[Supplied material]

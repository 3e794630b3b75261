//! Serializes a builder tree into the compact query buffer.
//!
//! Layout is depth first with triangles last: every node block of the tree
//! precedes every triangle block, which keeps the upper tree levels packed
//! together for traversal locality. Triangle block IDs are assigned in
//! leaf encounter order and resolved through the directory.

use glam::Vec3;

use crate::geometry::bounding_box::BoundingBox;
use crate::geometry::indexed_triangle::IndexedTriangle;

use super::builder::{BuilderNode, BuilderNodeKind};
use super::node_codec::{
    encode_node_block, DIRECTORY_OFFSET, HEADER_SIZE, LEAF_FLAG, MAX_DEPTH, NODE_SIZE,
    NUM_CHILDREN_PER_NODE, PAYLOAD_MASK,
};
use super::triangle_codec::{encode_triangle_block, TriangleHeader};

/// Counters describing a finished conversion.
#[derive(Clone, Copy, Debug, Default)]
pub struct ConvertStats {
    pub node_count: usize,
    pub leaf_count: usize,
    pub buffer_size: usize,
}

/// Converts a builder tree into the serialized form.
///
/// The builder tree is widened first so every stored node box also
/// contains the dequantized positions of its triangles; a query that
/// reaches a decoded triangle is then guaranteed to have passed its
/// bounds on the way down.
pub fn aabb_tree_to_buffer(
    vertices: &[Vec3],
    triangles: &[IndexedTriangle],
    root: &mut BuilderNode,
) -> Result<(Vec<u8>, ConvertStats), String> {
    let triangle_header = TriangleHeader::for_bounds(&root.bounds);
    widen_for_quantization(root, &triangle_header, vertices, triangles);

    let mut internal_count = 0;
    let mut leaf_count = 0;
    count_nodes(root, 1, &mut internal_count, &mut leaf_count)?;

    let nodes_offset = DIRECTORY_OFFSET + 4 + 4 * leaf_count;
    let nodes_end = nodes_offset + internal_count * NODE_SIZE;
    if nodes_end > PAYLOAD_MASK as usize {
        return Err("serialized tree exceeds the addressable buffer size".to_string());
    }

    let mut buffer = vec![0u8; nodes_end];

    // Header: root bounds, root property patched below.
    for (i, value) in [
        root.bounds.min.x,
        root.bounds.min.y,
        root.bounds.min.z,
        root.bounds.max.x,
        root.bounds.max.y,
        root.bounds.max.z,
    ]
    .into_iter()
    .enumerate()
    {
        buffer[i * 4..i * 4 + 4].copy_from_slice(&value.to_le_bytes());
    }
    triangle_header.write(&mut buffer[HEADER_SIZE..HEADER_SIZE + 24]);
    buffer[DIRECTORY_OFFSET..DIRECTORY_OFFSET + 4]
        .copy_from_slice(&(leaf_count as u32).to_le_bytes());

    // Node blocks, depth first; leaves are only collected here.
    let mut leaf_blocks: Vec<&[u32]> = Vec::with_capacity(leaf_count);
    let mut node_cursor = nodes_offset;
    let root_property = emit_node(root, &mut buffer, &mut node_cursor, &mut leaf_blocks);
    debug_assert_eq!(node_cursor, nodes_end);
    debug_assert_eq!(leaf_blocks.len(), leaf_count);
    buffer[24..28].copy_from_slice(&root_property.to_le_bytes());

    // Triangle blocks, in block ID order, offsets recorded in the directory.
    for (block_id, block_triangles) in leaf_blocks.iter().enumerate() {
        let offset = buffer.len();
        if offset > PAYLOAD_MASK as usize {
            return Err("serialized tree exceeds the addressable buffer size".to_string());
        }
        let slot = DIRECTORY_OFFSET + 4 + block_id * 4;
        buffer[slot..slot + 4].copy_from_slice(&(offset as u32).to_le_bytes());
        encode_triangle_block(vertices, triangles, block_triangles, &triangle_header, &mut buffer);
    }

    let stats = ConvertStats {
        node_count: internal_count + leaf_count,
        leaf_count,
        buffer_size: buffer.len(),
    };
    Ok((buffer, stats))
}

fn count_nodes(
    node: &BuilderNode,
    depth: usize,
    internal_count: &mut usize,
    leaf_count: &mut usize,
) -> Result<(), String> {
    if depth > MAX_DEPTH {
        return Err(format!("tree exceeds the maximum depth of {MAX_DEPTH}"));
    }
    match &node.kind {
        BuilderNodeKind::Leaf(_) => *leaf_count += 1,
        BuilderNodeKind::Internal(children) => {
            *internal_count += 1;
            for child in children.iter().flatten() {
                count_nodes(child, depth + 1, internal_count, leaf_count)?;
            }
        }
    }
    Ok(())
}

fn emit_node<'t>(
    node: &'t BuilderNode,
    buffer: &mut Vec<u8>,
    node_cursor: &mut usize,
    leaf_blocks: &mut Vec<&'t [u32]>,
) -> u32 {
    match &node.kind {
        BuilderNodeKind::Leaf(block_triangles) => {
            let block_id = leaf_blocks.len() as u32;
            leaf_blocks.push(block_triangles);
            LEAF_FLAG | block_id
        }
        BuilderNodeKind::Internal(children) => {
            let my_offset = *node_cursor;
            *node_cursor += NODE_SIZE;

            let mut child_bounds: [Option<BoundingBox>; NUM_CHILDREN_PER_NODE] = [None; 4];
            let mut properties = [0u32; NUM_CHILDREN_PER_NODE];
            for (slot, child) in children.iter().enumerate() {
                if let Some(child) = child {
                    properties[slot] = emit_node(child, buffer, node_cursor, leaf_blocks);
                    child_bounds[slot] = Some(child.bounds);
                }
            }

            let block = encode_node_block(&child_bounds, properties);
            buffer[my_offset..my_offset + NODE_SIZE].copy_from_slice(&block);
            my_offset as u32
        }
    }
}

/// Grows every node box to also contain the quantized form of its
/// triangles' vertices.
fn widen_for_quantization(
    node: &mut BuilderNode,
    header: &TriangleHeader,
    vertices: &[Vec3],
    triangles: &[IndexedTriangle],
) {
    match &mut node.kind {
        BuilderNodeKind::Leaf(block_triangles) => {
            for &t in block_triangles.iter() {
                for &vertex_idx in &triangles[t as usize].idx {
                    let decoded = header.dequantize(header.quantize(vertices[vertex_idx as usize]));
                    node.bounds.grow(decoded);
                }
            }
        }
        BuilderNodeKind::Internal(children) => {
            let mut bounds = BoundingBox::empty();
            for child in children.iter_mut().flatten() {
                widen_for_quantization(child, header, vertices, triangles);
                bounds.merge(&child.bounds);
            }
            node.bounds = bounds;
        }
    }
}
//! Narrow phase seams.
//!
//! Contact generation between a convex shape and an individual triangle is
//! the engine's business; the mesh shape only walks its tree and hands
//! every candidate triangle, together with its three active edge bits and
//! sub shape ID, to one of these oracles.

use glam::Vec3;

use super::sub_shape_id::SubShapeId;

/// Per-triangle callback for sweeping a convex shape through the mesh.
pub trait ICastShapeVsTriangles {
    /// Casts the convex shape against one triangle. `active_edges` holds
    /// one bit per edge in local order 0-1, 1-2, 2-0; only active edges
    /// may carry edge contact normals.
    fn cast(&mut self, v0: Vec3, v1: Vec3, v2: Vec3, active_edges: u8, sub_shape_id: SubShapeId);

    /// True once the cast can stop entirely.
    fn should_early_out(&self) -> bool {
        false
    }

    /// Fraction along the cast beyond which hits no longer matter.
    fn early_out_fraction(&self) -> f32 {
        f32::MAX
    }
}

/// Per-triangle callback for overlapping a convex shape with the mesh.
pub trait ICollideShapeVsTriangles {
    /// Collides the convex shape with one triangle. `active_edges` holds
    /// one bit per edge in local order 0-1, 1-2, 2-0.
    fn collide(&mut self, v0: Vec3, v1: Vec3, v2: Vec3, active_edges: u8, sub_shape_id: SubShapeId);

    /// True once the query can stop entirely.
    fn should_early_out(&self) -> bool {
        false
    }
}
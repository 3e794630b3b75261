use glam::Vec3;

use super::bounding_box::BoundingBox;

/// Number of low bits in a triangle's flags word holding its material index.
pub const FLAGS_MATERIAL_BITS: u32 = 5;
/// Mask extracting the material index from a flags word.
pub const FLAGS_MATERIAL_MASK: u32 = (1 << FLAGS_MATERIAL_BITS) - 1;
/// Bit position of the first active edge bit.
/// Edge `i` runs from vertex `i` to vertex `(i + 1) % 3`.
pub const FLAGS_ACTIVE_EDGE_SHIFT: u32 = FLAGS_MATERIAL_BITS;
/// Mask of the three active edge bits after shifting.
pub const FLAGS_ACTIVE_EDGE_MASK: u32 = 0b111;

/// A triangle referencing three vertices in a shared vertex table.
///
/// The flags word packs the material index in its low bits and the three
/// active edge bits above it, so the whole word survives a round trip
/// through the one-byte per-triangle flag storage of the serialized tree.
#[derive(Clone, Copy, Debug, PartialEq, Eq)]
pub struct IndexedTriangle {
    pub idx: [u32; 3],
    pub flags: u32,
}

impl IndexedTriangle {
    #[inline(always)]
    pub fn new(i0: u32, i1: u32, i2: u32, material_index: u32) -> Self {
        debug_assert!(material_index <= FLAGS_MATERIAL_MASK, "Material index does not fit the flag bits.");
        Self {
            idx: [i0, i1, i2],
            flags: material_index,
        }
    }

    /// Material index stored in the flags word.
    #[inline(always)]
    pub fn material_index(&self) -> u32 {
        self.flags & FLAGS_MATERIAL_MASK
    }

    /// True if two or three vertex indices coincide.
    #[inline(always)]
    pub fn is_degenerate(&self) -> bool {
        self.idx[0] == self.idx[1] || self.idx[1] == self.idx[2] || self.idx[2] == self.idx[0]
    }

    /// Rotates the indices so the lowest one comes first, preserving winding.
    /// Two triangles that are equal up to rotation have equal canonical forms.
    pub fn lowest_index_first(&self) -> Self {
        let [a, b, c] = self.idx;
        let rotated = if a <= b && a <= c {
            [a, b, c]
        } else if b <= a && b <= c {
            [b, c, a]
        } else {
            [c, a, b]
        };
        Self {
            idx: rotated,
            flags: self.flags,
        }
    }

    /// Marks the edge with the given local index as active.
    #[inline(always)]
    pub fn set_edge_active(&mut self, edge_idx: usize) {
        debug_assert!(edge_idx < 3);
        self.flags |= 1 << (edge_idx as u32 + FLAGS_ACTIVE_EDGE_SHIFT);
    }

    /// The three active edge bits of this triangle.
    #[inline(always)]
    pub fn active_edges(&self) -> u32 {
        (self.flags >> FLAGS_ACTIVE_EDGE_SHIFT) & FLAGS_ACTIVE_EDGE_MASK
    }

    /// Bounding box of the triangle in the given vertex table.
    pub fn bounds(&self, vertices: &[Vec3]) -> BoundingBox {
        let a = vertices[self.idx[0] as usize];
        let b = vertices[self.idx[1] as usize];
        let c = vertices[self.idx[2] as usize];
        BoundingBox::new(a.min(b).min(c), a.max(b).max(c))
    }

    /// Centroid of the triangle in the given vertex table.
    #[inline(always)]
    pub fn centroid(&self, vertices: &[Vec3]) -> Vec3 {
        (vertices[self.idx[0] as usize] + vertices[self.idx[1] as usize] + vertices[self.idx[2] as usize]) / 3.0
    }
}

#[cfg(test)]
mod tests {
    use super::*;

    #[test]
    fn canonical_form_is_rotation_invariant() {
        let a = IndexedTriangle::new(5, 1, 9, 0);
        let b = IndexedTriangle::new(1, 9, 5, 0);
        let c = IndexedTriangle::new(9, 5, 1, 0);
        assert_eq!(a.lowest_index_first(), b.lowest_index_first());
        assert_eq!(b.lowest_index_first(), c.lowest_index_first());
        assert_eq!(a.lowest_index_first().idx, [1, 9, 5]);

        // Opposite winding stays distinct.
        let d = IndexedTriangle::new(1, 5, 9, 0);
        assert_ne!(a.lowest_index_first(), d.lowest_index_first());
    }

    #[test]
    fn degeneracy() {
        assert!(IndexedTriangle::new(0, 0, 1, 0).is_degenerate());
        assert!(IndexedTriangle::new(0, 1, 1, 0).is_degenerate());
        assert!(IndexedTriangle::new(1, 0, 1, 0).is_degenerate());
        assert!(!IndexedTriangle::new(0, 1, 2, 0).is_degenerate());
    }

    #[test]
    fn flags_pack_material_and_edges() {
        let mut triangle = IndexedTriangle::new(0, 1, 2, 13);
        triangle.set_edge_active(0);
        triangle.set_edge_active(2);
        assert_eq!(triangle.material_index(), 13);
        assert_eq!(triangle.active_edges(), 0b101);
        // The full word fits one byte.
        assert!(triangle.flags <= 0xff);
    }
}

[/Supplied material]

**Problem to work on**
Would you please copy, word for word, everything above from the line containing "let mut properties" down to the line containing "edge bits and", those two lines included?

**Solved exercise**
            let mut properties = [0u32; NUM_CHILDREN_PER_NODE];
            for (slot, child) in children.iter().enumerate() {
                if let Some(child) = child {
                    properties[slot] = emit_node(child, buffer, node_cursor, leaf_blocks);
                    child_bounds[slot] = Some(child.bounds);
                }
            }

            let block = encode_node_block(&child_bounds, properties);
            buffer[my_offset..my_offset + NODE_SIZE].copy_from_slice(&block);
            my_offset as u32
        }
    }
}

/// Grows every node box to also contain the quantized form of its
/// triangles' vertices.
fn widen_for_quantization(
    node: &mut BuilderNode,
    header: &TriangleHeader,
    vertices: &[Vec3],
    triangles: &[IndexedTriangle],
) {
    match &mut node.kind {
        BuilderNodeKind::Leaf(block_triangles) => {
            for &t in block_triangles.iter() {
                for &vertex_idx in &triangles[t as usize].idx {
                    let decoded = header.dequantize(header.quantize(vertices[vertex_idx as usize]));
                    node.bounds.grow(decoded);
                }
            }
        }
        BuilderNodeKind::Internal(children) => {
            let mut bounds = BoundingBox::empty();
            for child in children.iter_mut().flatten() {
                widen_for_quantization(child, header, vertices, triangles);
                bounds.merge(&child.bounds);
            }
            node.bounds = bounds;
        }
    }
}
//! Narrow phase seams.
//!
//! Contact generation between a convex shape and an individual triangle is
//! the engine's business; the mesh shape only walks its tree and hands
//! every candidate triangle, together with its three active edge bits and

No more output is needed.